Wherever the string "SensorTrigger" appears in the entries below, return the line that holds it.

Segment Open

pub const SENSOR_DHT1: &str = "dht1";
pub const SENSOR_LIGHT1: &str = "light1";
pub const SENSOR_MOTION1: &str = "motion1";

pub const FIELD_TEMP: &str = "temp";
pub const FIELD_HUMIDITY: &str = "humidity";
pub const FIELD_LEVEL: &str = "level";
pub const FIELD_MOTION_DETECTED: &str = "motion_detected";
pub const FIELD_RELAY_ON: &str = "relay_on";
pub const FIELD_BUTTON_DISABLED: &str = "button_disabled";
pub const FIELD_LED_DISABLED: &str = "led_disabled";
pub const FIELD_ERR: &str = "err";
pub const FIELD_MSG: &str = "msg";

pub const METHOD_DHT1_READ: &str = "DHT1.Read";
pub const METHOD_LIGHT1_READ: &str = "Light1.Read";

pub const METHOD_RELAY_ON: &str = "Sonoff.Relay.On";
pub const METHOD_RELAY_OFF: &str = "Sonoff.Relay.Off";
pub const METHOD_RELAY_STATUS: &str = "Sonoff.Relay.Status";
pub const METHOD_BUTTON_ENABLE: &str = "Sonoff.Button.Enable";
pub const METHOD_BUTTON_DISABLE: &str = "Sonoff.Button.Disable";
pub const METHOD_BUTTON_STATUS: &str = "Sonoff.Button.Status";
pub const METHOD_LED_ENABLE: &str = "Sonoff.LED.Enable";
pub const METHOD_LED_DISABLE: &str = "Sonoff.LED.Disable";
pub const METHOD_LED_STATUS: &str = "Sonoff.LED.Status";
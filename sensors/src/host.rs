use std::{net::SocketAddr, sync::Arc, time::Duration};

use anyhow::Context;
use axum::{
    extract::{Path, State},
    response::Response,
    routing::any,
    Router,
};
use rumqttc::AsyncClient;
use tokio::{
    io::{AsyncBufReadExt, BufReader},
    net::TcpListener,
    sync::Mutex,
};
use tracing::{info, warn};

use board_common::{
    hardware::sim::{SimAdc, SimDht},
    publish::split_reply,
    rpc::sensor_methods,
    runtime, Edge, Event, MethodTable, RpcError, SensorNode, SensorTrigger,
};

const BOARD: &str = "sensor";

type Node = SensorNode<SimDht, SimAdc>;

#[derive(Clone)]
struct AppState {
    node: Arc<Mutex<Node>>,
    methods: Arc<MethodTable<SensorTrigger>>,
    mqtt: AsyncClient,
}

pub async fn run() -> anyhow::Result<()> {
    tracing_subscriber::fmt()
        .with_env_filter(tracing_subscriber::EnvFilter::from_default_env())
        .init();

    let config = runtime::load_config()?;
    let methods = sensor_methods(&config);

    let mqtt = runtime::connect_mqtt(BOARD, &config);

    let rpc_port = config.network.rpc_port;
    let dht = config.dht1.clone();
    let light = config.light1.clone();
    let motion_enabled = config.motion1.enable;

    let app_state = AppState {
        node: Arc::new(Mutex::new(SensorNode::new(
            config,
            SimDht::new(),
            SimAdc::new(),
        ))),
        methods: Arc::new(methods),
        mqtt,
    };

    if dht.enable {
        info!(
            "dht1 ({:?}) on GPIO{} every {}ms",
            dht.model, dht.pin, dht.period_ms
        );
        spawn_timer(app_state.clone(), dht.period_ms, SensorTrigger::DhtTick);
    }
    if light.enable {
        info!("light1 on ADC{} every {}ms", light.channel, light.period_ms);
        spawn_timer(app_state.clone(), light.period_ms, SensorTrigger::LightTick);
    }
    if motion_enabled {
        info!("motion1 edges read from stdin (rising/falling)");
        spawn_motion_input(app_state.clone());
    }

    info!("rpc methods: {:?}", app_state.methods.names());

    let app = Router::new()
        .route("/rpc/{method}", any(handle_rpc))
        .with_state(app_state);

    let addr = SocketAddr::from(([0, 0, 0, 0], rpc_port));
    let listener = TcpListener::bind(addr)
        .await
        .with_context(|| format!("failed to bind sensor rpc server at {addr}"))?;

    info!("sensor board listening on http://{addr}");
    axum::serve(listener, app)
        .with_graceful_shutdown(runtime::shutdown_signal(BOARD))
        .await?;
    Ok(())
}

fn spawn_timer(app_state: AppState, period_ms: u64, trigger: SensorTrigger) {
    tokio::spawn(async move {
        let mut interval = tokio::time::interval(Duration::from_millis(period_ms));
        // First tick completes immediately; readings start one period in.
        interval.tick().await;

        loop {
            interval.tick().await;
            dispatch(&app_state, trigger).await;
        }
    });
}

fn spawn_motion_input(app_state: AppState) {
    tokio::spawn(async move {
        let mut lines = BufReader::new(tokio::io::stdin()).lines();

        loop {
            match lines.next_line().await {
                Ok(Some(line)) => match parse_edge(&line) {
                    Some(edge) => {
                        dispatch(&app_state, SensorTrigger::MotionEdge(edge)).await;
                    }
                    None if line.trim().is_empty() => {}
                    None => warn!("ignoring motion input `{}`", line.trim()),
                },
                Ok(None) => break,
                Err(err) => {
                    warn!("motion input read failed: {err}");
                    break;
                }
            }
        }
    });
}

fn parse_edge(line: &str) -> Option<Edge> {
    match line.trim().to_ascii_lowercase().as_str() {
        "rising" | "high" | "1" => Some(Edge::Rising),
        "falling" | "low" | "0" => Some(Edge::Falling),
        _ => None,
    }
}

/// Runs one trigger under the node lock and queues its publishes before
/// releasing it, so events from one sensor leave in order.
async fn dispatch(app_state: &AppState, trigger: SensorTrigger) -> Option<Result<Event, RpcError>> {
    let mut node = app_state.node.lock().await;
    let (reply, publishes) = split_reply(node.handle(trigger));

    for (topic, event) in publishes {
        runtime::publish_event(&app_state.mqtt, &topic, &event);
    }
    reply
}

async fn handle_rpc(State(app_state): State<AppState>, Path(method): Path<String>) -> Response {
    let trigger = match app_state.methods.lookup(&method) {
        Ok(trigger) => trigger,
        Err(err) => return runtime::rpc_error_response(&err),
    };

    let reply = dispatch(&app_state, trigger).await;
    runtime::rpc_response(&method, reply)
}

#[cfg(test)]
mod tests {
    use super::*;

    #[test]
    fn motion_input_accepts_edge_words() {
        assert_eq!(parse_edge("rising"), Some(Edge::Rising));
        assert_eq!(parse_edge("  HIGH\n"), Some(Edge::Rising));
        assert_eq!(parse_edge("0"), Some(Edge::Falling));
        assert_eq!(parse_edge("sideways"), None);
    }
}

Segment Closed

> _Task answer_:
    runtime, Edge, Event, MethodTable, RpcError, SensorNode, SensorTrigger,
    methods: Arc<MethodTable<SensorTrigger>>,
        spawn_timer(app_state.clone(), dht.period_ms, SensorTrigger::DhtTick);
        spawn_timer(app_state.clone(), light.period_ms, SensorTrigger::LightTick);
fn spawn_timer(app_state: AppState, period_ms: u64, trigger: SensorTrigger) {
                        dispatch(&app_state, SensorTrigger::MotionEdge(edge)).await;
async fn dispatch(app_state: &AppState, trigger: SensorTrigger) -> Option<Result<Event, RpcError>> {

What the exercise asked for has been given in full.